Property Guide

Will your idea of the perfect holiday let property and location fit the lender’s rules for this type of mortgage?

A holiday home is a very desirable asset to own but a property which is to be let out as a way of financing the running costs is assessed differently.

Each lender has their own lending rules that explain what is and what is not acceptable security for the holiday let property type, condition and location.

We will provide some guidance on how lenders assess the suitability of security property for holiday letting in the UK.

The requirements of the lender may be in conflict with your own desires to own the perfect holiday home.

How does a lender assess a property?

As a potential buyer, you will need to decide what to buy and where. The holiday let property size, number of bedrooms, age, condition, location is all in the mix.

A lender’s assessment of the property is about their security. They have rules on acceptable property types and locations because they want to know that if you do not keep up the repayments, the property can easily be sold to repay the mortgage.

Each lender will have a different attitude to risk and the property saleability, which could then affect other areas of lending criteria, such as loan to value (LTV) and personal underwriting.

Property Condition

Most lenders will require the property to be ready for holiday letting on the day of legal completion.

To finance a purchase using a holiday let mortgage, the property should be in good habitable condition, have electricity/gas supply, a functional kitchen and bathroom.

In short, it should be somewhere that people would pay to stay.

There are a few lenders that have more flexible criteria in this area, allowing some minor upgrading of the property to be undertaken before letting, thereby saving the costs of expensive bridging finance.

What a holiday let mortgage lender absolutely won’t lend against is a property that needs development work, even if you have the financial resources to support the loan whilst the work is completed.

Lender’s see this as high risk and there is the chance that something could go wrong leaving them with an unfinished property, that’s not up to standard or appropriate permissions not in place, should they need to repossess.

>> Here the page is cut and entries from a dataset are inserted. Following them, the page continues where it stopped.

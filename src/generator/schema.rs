use std::collections::{HashMap, HashSet};

use super::naming::{rust_identifier, to_pascal_case, unique_name};
use crate::error::{ResolutionFailure, ResolutionFailureKind};
use crate::spec::{NamedSchema, PrimitiveType, SchemaDescriptor, SpecDocument};

/// Rust type used wherever a schema cannot be given a concrete type.
pub const GENERIC_TYPE: &str = "serde_json::Value";

/// Names a generated type may not take because generated code relies on them.
const RESERVED_TYPE_NAMES: &[&str] = &[
    "Box", "Option", "Result", "Some", "None", "Ok", "Err", "String", "Vec", "Default",
];

/// Resolves schema descriptors to Rust type expressions.
///
/// Enum and record schemas get a generated type, named once from the Pascal
/// case of the schema name. Everything else is mapped structurally. References
/// are followed by name; a missing target or a reference loop is recorded as a
/// [`ResolutionFailure`] and mapped to [`GENERIC_TYPE`].
pub struct TypeMapper<'a> {
    doc: &'a SpecDocument,
    schemas: HashMap<&'a str, &'a NamedSchema>,
    type_names: HashMap<&'a str, String>,
}

impl<'a> TypeMapper<'a> {
    /// Build a mapper for `doc`, reserving `taken` (e.g. the client type name)
    /// so no schema type collides with it.
    pub fn new(doc: &'a SpecDocument, taken: &[&str]) -> Self {
        let mut seen: HashSet<String> = RESERVED_TYPE_NAMES
            .iter()
            .chain(taken.iter())
            .map(|s| s.to_string())
            .collect();

        let mut schemas = HashMap::new();
        let mut type_names = HashMap::new();
        for named in &doc.schemas {
            schemas.entry(named.name.as_str()).or_insert(named);
            if named.schema.is_emitted_type() && !type_names.contains_key(named.name.as_str()) {
                let base = type_name_for(&named.name);
                type_names.insert(named.name.as_str(), unique_name(&mut seen, &base));
            }
        }
        Self {
            doc,
            schemas,
            type_names,
        }
    }

    /// Generated type name for the enum or record schema `name`.
    pub fn type_name(&self, name: &str) -> Option<&str> {
        self.type_names.get(name).map(String::as_str)
    }

    /// Rust type for `schema`. `location` describes where the schema sits and
    /// is only used in recorded failures.
    pub fn rust_type(
        &self,
        schema: &SchemaDescriptor,
        location: &str,
        failures: &mut Vec<ResolutionFailure>,
    ) -> String {
        let mut visiting = Vec::new();
        self.map(schema, location, &mut visiting, failures)
    }

    fn map(
        &self,
        schema: &SchemaDescriptor,
        location: &str,
        visiting: &mut Vec<String>,
        failures: &mut Vec<ResolutionFailure>,
    ) -> String {
        match schema {
            SchemaDescriptor::Primitive(p) => primitive_type(*p).to_string(),
            SchemaDescriptor::Enum { title, .. } => title
                .as_deref()
                .and_then(|t| self.enum_named(t))
                .unwrap_or("String")
                .to_string(),
            SchemaDescriptor::Record { .. } => GENERIC_TYPE.to_string(),
            SchemaDescriptor::Array(items) => {
                format!("Vec<{}>", self.map(items, location, visiting, failures))
            }
            SchemaDescriptor::Reference(name) => {
                self.map_reference(name, location, visiting, failures)
            }
        }
    }

    fn map_reference(
        &self,
        name: &str,
        location: &str,
        visiting: &mut Vec<String>,
        failures: &mut Vec<ResolutionFailure>,
    ) -> String {
        if let Some(type_name) = self.type_names.get(name) {
            return type_name.clone();
        }
        if visiting.iter().any(|v| v == name) {
            self.record(failures, location, name, ResolutionFailureKind::Cycle);
            return GENERIC_TYPE.to_string();
        }
        let Some(target) = self.schemas.get(name) else {
            self.record(failures, location, name, ResolutionFailureKind::Missing);
            return GENERIC_TYPE.to_string();
        };
        visiting.push(name.to_string());
        let ty = self.map(&target.schema, location, visiting, failures);
        visiting.pop();
        ty
    }

    fn record(
        &self,
        failures: &mut Vec<ResolutionFailure>,
        location: &str,
        reference: &str,
        kind: ResolutionFailureKind,
    ) {
        let failure = ResolutionFailure {
            location: location.to_string(),
            reference: reference.to_string(),
            kind,
        };
        tracing::warn!(location = %location, reference = %reference, "{failure}");
        failures.push(failure);
    }

    /// An inline enum reuses the named enum whose name matches its `title`,
    /// exactly if possible, otherwise by Pascal case.
    fn enum_named(&self, title: &str) -> Option<&str> {
        let wanted = to_pascal_case(title);
        let enums = || {
            self.doc
                .schemas
                .iter()
                .filter(|s| matches!(s.schema, SchemaDescriptor::Enum { .. }))
        };
        enums()
            .find(|s| s.name == title)
            .or_else(|| enums().find(|s| to_pascal_case(&s.name) == wanted))
            .and_then(|s| self.type_name(&s.name))
    }

    /// Name of the record schema `schema` refers to directly, following
    /// reference chains. Arrays are not followed.
    pub fn direct_record(&self, schema: &SchemaDescriptor) -> Option<&'a str> {
        let mut current = schema;
        let mut hops = 0;
        while let SchemaDescriptor::Reference(name) = current {
            let target = self.schemas.get(name.as_str()).copied()?;
            if matches!(target.schema, SchemaDescriptor::Record { .. }) {
                return Some(target.name.as_str());
            }
            hops += 1;
            if hops > self.schemas.len() {
                return None;
            }
            current = &target.schema;
        }
        None
    }

    /// True when a field of record `owner` pointing at record `target` would
    /// make `owner` infinitely sized, i.e. `target` reaches `owner` again
    /// through direct record fields.
    pub fn needs_box(&self, owner: &str, target: &str) -> bool {
        let mut stack = vec![target];
        let mut seen = HashSet::new();
        while let Some(current) = stack.pop() {
            if current == owner {
                return true;
            }
            if !seen.insert(current) {
                continue;
            }
            if let Some(SchemaDescriptor::Record { fields }) =
                self.schemas.get(current).map(|s| &s.schema)
            {
                stack.extend(fields.iter().filter_map(|f| self.direct_record(&f.schema)));
            }
        }
        false
    }
}

fn primitive_type(p: PrimitiveType) -> &'static str {
    match p {
        PrimitiveType::String => "String",
        PrimitiveType::Integer => "i64",
        PrimitiveType::Number => "f64",
        PrimitiveType::Boolean => "bool",
        PrimitiveType::Any => GENERIC_TYPE,
    }
}

fn type_name_for(schema_name: &str) -> String {
    let pascal = to_pascal_case(schema_name);
    if pascal.is_empty() {
        return "Schema".to_string();
    }
    rust_identifier(&pascal)
}

#[cfg(test)]
mod tests {
    use super::*;
    use crate::spec::{FieldDescriptor, ServerDescriptor};

    fn doc(schemas: Vec<(&str, SchemaDescriptor)>) -> SpecDocument {
        SpecDocument {
            version: Some("3.0.0".to_string()),
            title: "Test".to_string(),
            description: String::new(),
            server: ServerDescriptor::default(),
            schemas: schemas
                .into_iter()
                .map(|(name, schema)| NamedSchema {
                    name: name.to_string(),
                    description: None,
                    schema,
                })
                .collect(),
            channels: Vec::new(),
            warnings: Vec::new(),
        }
    }

    fn reference(name: &str) -> SchemaDescriptor {
        SchemaDescriptor::Reference(name.to_string())
    }

    fn record(fields: Vec<(&str, SchemaDescriptor)>) -> SchemaDescriptor {
        SchemaDescriptor::Record {
            fields: fields
                .into_iter()
                .map(|(name, schema)| FieldDescriptor {
                    name: name.to_string(),
                    schema,
                    required: true,
                    description: None,
                })
                .collect(),
        }
    }

    fn status_enum() -> SchemaDescriptor {
        SchemaDescriptor::Enum {
            values: vec!["high".to_string(), "low".to_string()],
            title: None,
        }
    }

    #[test]
    fn test_primitive_mapping() {
        let d = doc(vec![]);
        let mapper = TypeMapper::new(&d, &[]);
        let mut failures = Vec::new();
        let cases = [
            (PrimitiveType::String, "String"),
            (PrimitiveType::Integer, "i64"),
            (PrimitiveType::Number, "f64"),
            (PrimitiveType::Boolean, "bool"),
            (PrimitiveType::Any, GENERIC_TYPE),
        ];
        for (p, expected) in cases {
            assert_eq!(
                mapper.rust_type(&SchemaDescriptor::Primitive(p), "x", &mut failures),
                expected
            );
        }
        assert!(failures.is_empty());
    }

    #[test]
    fn test_named_types_and_aliases() {
        let d = doc(vec![
            ("gpio-status", status_enum()),
            ("PinId", SchemaDescriptor::Primitive(PrimitiveType::Integer)),
            ("PinList", SchemaDescriptor::Array(Box::new(reference("PinId")))),
            ("gpio_message", record(vec![])),
        ]);
        let mapper = TypeMapper::new(&d, &[]);
        let mut failures = Vec::new();
        assert_eq!(mapper.rust_type(&reference("gpio-status"), "x", &mut failures), "GpioStatus");
        assert_eq!(mapper.rust_type(&reference("gpio_message"), "x", &mut failures), "GpioMessage");
        assert_eq!(mapper.rust_type(&reference("PinId"), "x", &mut failures), "i64");
        assert_eq!(mapper.rust_type(&reference("PinList"), "x", &mut failures), "Vec<i64>");
        assert!(failures.is_empty());
    }

    #[test]
    fn test_missing_reference_degrades_to_generic() {
        let d = doc(vec![]);
        let mapper = TypeMapper::new(&d, &[]);
        let mut failures = Vec::new();
        let ty = mapper.rust_type(
            &SchemaDescriptor::Array(Box::new(reference("Nope"))),
            "schemas.A.properties.b",
            &mut failures,
        );
        assert_eq!(ty, "Vec<serde_json::Value>");
        assert_eq!(failures.len(), 1);
        assert_eq!(failures[0].reference, "Nope");
        assert_eq!(failures[0].location, "schemas.A.properties.b");
        assert_eq!(failures[0].kind, ResolutionFailureKind::Missing);
    }

    #[test]
    fn test_alias_cycle_degrades_to_generic() {
        let d = doc(vec![("A", reference("B")), ("B", reference("A"))]);
        let mapper = TypeMapper::new(&d, &[]);
        let mut failures = Vec::new();
        assert_eq!(mapper.rust_type(&reference("A"), "x", &mut failures), GENERIC_TYPE);
        assert_eq!(failures.len(), 1);
        assert_eq!(failures[0].kind, ResolutionFailureKind::Cycle);
    }

    #[test]
    fn test_inline_enum_uses_titled_schema() {
        let d = doc(vec![("GpioStatus", status_enum())]);
        let mapper = TypeMapper::new(&d, &[]);
        let mut failures = Vec::new();
        let titled = SchemaDescriptor::Enum {
            values: vec!["high".to_string()],
            title: Some("GpioStatus".to_string()),
        };
        let untitled = SchemaDescriptor::Enum {
            values: vec!["high".to_string()],
            title: None,
        };
        assert_eq!(mapper.rust_type(&titled, "x", &mut failures), "GpioStatus");
        assert_eq!(mapper.rust_type(&untitled, "x", &mut failures), "String");
    }

    #[test]
    fn test_type_names_avoid_reserved_and_taken() {
        let d = doc(vec![
            ("String", record(vec![])),
            ("DeviceClient", record(vec![])),
        ]);
        let mapper = TypeMapper::new(&d, &["DeviceClient"]);
        assert_eq!(mapper.type_name("String"), Some("String_1"));
        assert_eq!(mapper.type_name("DeviceClient"), Some("DeviceClient_1"));
    }

    #[test]
    fn test_needs_box_for_recursive_records() {
        let d = doc(vec![
            ("Node", record(vec![("next", reference("Node")), ("children", SchemaDescriptor::Array(Box::new(reference("Node"))))])),
            ("Left", record(vec![("right", reference("Right"))])),
            ("Right", record(vec![("left", reference("Left"))])),
            ("Leaf", record(vec![])),
        ]);
        let mapper = TypeMapper::new(&d, &[]);
        assert!(mapper.needs_box("Node", "Node"));
        assert!(mapper.needs_box("Left", "Right"));
        assert!(!mapper.needs_box("Node", "Leaf"));
        assert_eq!(
            mapper.direct_record(&SchemaDescriptor::Array(Box::new(reference("Node")))),
            None
        );
    }
}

Solutions are available for these development projects, but it would need a two-stage finance plan:

  1. Firstly, bridging finance for the development stage
  2. Then remortgage onto a holiday let mortgage

We have considerable experience in this type of project, so please call us on 020 8301 7930 to discuss your ideas.

Nearby Commercial Businesses

Lenders take this very seriously because the proximity and type of commercial business can affect not only the “quiet enjoyment” of the property, but also a lender’s selling position.

A mortgage lender, as we have already mentioned, is concerned about getting its money back if the borrower defaults on the mortgage. Examples of commercial activities that potentially present a problem to lenders include properties that are near: pubs, restaurants & take aways, pet shops, hairdressers, petrol stations.

If you look at the list above, each type of commercial business has the potential to affect the quiet enjoyment of someone living at the property. For a flat above a takeaway restaurant, most lenders’ criteria state that this type of security is unacceptable for a holiday let.

Some lenders are more relaxed and will accept security on a property, above or near a commercial premises. To mitigate their risk, in terms of reduced saleability, they usually accept such properties at lower LTVs (so higher deposit needed) and/or charge a slight premium on the interest rate.

Watch out for

  • pubs & clubs
  • restaurants
  • take aways
  • pet shops
  • hairdressers
  • petrol stations

What are Occupancy Restrictions?

Occupancy restrictions are often not discovered until quite late in the buying process, leading to a declined mortgage application, much stress and abortive costs.

Most buyers have never heard of them or believe that a property with a holiday let usage restriction is a perfect match for a holiday let mortgage!

Property agents and sellers are unaware or do not make it clear that the property has restricted usage, not appreciating that it may well affect a lender’s decision.

The truth is that the majority of lenders that offer holiday let mortgage products state in their mortgage criteria, that the property must have full residential use in the planning.

So it must be a normal house that could be lived in as your main home but is to be used as a holiday let for paying guests.

The reason once again comes down to saleability in the event of borrower default and repossession. A property that has full residential use in the planning, has far greater appeal to potential buyers in the event of default and forced sale.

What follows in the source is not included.